_RECORDS TO PROCESS_:
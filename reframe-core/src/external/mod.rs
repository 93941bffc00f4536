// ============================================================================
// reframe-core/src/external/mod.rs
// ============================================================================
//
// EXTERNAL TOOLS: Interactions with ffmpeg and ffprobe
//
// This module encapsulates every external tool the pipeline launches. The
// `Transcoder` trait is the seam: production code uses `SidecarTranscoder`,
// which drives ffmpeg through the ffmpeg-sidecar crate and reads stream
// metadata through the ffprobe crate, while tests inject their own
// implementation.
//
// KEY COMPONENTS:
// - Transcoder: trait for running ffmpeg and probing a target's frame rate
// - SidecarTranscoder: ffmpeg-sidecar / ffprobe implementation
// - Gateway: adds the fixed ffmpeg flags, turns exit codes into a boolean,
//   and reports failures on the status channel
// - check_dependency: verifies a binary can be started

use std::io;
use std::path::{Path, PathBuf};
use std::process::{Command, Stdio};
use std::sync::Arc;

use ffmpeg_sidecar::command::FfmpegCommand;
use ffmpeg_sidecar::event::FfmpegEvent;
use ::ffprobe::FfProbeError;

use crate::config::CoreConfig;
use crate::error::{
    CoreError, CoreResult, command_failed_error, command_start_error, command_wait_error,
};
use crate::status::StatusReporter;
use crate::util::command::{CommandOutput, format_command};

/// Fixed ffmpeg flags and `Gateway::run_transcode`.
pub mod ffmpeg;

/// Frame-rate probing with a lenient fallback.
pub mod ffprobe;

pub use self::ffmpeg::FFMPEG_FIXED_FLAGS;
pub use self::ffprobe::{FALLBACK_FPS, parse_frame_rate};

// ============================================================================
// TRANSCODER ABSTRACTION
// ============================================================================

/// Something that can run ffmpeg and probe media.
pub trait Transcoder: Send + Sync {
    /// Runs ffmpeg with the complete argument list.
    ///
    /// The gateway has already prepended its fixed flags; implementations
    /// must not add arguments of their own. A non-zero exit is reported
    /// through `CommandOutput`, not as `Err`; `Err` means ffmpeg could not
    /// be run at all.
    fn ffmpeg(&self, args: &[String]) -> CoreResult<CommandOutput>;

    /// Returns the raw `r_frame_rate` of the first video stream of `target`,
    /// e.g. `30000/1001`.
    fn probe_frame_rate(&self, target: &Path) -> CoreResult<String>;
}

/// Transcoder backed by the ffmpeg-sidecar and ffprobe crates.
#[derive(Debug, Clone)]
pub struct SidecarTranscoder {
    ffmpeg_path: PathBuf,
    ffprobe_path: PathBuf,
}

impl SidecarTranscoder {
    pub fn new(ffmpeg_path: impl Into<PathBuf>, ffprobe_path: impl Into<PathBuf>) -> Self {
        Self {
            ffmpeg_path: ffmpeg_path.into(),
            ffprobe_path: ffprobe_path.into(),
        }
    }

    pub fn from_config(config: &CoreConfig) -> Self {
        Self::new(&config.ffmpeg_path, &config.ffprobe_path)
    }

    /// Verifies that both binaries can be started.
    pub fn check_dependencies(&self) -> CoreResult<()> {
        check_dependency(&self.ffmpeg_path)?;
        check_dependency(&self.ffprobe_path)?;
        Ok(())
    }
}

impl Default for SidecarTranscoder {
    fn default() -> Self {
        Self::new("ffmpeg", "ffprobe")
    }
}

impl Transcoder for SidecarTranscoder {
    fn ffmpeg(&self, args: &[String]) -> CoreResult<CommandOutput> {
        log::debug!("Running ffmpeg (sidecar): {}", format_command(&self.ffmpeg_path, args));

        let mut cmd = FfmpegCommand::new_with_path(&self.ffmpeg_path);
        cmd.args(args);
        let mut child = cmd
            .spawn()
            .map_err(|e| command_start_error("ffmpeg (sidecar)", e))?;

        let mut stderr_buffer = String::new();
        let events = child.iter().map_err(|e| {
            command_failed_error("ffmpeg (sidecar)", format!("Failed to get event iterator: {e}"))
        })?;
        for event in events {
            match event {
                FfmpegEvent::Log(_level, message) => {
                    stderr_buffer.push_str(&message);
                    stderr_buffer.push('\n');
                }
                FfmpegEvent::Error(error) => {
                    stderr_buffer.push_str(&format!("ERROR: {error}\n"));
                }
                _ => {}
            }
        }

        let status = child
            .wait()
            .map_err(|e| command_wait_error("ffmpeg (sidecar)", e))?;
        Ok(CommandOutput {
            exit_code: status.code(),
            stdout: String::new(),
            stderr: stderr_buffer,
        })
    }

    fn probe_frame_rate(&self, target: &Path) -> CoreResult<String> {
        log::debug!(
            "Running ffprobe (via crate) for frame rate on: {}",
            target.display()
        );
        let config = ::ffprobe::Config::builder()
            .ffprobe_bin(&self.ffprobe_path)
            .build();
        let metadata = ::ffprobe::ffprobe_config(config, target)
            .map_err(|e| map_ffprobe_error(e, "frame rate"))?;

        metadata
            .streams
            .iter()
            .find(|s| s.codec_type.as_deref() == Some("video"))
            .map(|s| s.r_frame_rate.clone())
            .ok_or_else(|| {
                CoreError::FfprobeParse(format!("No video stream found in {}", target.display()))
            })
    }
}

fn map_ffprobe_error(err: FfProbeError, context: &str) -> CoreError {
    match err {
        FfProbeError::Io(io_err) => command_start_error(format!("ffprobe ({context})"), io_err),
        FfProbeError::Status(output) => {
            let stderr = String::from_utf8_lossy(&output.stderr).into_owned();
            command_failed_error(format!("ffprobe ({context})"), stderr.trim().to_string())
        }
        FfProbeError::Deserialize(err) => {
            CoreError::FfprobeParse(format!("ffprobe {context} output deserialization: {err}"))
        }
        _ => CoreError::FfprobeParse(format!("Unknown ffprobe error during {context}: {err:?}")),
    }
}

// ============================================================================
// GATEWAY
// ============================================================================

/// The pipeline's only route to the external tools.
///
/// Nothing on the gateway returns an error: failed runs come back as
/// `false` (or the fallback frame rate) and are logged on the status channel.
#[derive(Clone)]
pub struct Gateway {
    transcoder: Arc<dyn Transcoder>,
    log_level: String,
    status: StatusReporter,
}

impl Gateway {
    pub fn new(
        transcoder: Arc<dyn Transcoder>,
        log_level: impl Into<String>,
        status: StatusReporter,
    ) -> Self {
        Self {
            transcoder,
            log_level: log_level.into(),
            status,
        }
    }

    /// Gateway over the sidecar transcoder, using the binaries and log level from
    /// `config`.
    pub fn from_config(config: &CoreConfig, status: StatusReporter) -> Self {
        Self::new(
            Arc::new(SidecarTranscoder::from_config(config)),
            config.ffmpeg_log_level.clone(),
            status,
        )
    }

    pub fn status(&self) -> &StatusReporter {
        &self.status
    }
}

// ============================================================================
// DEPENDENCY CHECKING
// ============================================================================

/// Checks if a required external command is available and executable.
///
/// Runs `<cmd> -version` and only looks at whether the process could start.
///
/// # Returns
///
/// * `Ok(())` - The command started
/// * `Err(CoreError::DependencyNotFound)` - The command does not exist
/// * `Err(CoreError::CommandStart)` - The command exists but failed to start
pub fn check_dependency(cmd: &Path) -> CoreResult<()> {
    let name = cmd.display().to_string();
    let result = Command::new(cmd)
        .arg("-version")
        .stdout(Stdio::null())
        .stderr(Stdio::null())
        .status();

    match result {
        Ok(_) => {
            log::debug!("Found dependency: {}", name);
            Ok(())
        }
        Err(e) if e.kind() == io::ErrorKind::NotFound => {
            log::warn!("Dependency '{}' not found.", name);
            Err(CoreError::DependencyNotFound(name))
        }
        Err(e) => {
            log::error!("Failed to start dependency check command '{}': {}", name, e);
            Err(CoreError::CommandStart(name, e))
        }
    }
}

...

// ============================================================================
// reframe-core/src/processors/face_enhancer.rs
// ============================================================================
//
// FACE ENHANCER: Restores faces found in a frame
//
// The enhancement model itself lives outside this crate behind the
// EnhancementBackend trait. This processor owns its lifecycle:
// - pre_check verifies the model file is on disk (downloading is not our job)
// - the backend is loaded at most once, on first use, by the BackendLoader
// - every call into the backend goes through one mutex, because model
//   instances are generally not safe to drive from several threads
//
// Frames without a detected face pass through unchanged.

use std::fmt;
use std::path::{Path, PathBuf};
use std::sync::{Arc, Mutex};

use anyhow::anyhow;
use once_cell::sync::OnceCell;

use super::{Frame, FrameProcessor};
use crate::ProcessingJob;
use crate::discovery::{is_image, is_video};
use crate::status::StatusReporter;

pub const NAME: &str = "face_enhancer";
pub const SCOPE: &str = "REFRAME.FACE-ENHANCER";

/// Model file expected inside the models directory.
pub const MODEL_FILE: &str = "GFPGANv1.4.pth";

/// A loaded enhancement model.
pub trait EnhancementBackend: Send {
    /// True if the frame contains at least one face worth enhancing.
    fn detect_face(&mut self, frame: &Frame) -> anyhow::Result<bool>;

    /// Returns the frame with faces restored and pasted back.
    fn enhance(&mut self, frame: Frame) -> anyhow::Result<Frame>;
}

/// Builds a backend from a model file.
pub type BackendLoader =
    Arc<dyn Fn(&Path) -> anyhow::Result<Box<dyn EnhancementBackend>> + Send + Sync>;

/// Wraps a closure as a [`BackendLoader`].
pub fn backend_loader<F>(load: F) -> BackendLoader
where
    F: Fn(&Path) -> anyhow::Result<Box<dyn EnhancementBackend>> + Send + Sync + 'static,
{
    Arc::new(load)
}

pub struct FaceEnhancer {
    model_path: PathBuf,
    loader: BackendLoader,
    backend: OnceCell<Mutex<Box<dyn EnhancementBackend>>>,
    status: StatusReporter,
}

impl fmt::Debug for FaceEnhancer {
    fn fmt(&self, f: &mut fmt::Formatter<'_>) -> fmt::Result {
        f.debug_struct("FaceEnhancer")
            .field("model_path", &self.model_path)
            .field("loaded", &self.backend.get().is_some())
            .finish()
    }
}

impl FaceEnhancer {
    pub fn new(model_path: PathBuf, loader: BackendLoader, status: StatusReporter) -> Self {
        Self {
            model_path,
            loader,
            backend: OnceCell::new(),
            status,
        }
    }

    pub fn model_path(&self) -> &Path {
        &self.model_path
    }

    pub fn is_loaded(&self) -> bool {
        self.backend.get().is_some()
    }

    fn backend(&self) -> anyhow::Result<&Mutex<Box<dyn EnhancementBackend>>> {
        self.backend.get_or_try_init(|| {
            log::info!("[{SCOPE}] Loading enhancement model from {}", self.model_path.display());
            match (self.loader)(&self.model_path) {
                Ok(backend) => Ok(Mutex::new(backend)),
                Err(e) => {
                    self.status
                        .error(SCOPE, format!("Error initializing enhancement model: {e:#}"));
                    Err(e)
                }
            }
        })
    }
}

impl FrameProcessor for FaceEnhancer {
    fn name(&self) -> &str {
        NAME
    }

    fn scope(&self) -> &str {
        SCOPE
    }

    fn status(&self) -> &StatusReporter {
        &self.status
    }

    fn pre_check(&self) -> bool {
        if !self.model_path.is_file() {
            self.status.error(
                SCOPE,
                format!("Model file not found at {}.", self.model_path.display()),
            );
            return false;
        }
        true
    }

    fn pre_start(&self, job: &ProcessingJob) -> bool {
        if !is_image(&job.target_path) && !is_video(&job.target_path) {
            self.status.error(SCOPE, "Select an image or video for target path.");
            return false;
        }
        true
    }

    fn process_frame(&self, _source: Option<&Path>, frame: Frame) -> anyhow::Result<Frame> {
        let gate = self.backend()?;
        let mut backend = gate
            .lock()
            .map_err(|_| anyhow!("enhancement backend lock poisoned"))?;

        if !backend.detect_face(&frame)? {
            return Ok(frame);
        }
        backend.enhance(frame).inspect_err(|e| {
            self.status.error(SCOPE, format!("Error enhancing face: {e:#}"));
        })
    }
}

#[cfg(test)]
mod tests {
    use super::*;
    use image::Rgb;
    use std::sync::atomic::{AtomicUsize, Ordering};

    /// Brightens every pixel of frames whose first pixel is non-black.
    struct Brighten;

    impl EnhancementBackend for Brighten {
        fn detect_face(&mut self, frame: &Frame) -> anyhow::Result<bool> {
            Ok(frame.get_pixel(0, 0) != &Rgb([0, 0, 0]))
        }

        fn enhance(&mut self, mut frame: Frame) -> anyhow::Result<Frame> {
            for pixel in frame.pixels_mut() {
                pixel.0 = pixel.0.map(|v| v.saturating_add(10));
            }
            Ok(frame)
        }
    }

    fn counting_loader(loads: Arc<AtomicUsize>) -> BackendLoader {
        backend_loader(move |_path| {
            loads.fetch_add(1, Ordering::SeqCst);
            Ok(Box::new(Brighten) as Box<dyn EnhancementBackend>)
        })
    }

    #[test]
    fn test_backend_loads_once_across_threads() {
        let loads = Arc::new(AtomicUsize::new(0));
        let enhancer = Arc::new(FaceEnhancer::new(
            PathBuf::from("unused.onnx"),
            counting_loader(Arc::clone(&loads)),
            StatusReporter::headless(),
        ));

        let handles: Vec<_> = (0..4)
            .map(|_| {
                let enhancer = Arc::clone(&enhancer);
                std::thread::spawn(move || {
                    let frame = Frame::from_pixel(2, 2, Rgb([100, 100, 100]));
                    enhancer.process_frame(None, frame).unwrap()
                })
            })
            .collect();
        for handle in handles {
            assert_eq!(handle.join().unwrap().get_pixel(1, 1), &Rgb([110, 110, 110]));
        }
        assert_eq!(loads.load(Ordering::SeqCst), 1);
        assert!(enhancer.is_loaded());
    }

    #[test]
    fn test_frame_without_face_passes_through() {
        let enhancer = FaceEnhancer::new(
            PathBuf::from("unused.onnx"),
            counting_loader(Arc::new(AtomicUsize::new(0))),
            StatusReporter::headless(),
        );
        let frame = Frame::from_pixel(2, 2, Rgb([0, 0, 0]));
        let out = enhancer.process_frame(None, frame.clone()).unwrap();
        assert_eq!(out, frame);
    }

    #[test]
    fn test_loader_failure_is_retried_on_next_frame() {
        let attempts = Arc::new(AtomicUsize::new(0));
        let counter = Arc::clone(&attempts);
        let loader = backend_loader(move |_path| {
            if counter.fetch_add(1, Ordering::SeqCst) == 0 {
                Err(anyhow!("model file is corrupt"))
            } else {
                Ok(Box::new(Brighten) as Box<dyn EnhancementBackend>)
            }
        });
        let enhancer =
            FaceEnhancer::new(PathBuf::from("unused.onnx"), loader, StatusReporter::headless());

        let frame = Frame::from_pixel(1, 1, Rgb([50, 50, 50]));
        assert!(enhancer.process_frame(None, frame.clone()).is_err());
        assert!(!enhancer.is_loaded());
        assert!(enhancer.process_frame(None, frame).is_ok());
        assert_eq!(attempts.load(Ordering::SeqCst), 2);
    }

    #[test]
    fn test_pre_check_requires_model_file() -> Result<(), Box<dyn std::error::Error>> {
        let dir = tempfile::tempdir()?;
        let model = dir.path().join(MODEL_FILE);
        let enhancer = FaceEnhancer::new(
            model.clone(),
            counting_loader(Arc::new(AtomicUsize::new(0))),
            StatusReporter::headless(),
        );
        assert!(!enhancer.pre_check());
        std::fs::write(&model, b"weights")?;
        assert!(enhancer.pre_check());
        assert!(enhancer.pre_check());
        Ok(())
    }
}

_ACTION ITEM_:
Please copy, exactly as written, every line in the listing above from the line with "filename reframe-core/src/external/mod.rs" up to and including the line with "use std::io;".

_SOLUTION TO THIS PROBLEM_:
filename reframe-core/src/external/mod.rs
repository 93941bffc00f4536
// ============================================================================
// reframe-core/src/external/mod.rs
// ============================================================================
//
// EXTERNAL TOOLS: Interactions with ffmpeg and ffprobe
//
// This module encapsulates every external tool the pipeline launches. The
// `Transcoder` trait is the seam: production code uses `SidecarTranscoder`,
// which drives ffmpeg through the ffmpeg-sidecar crate and reads stream
// metadata through the ffprobe crate, while tests inject their own
// implementation.
//
// KEY COMPONENTS:
// - Transcoder: trait for running ffmpeg and probing a target's frame rate
// - SidecarTranscoder: ffmpeg-sidecar / ffprobe implementation
// - Gateway: adds the fixed ffmpeg flags, turns exit codes into a boolean,
//   and reports failures on the status channel
// - check_dependency: verifies a binary can be started

use std::io;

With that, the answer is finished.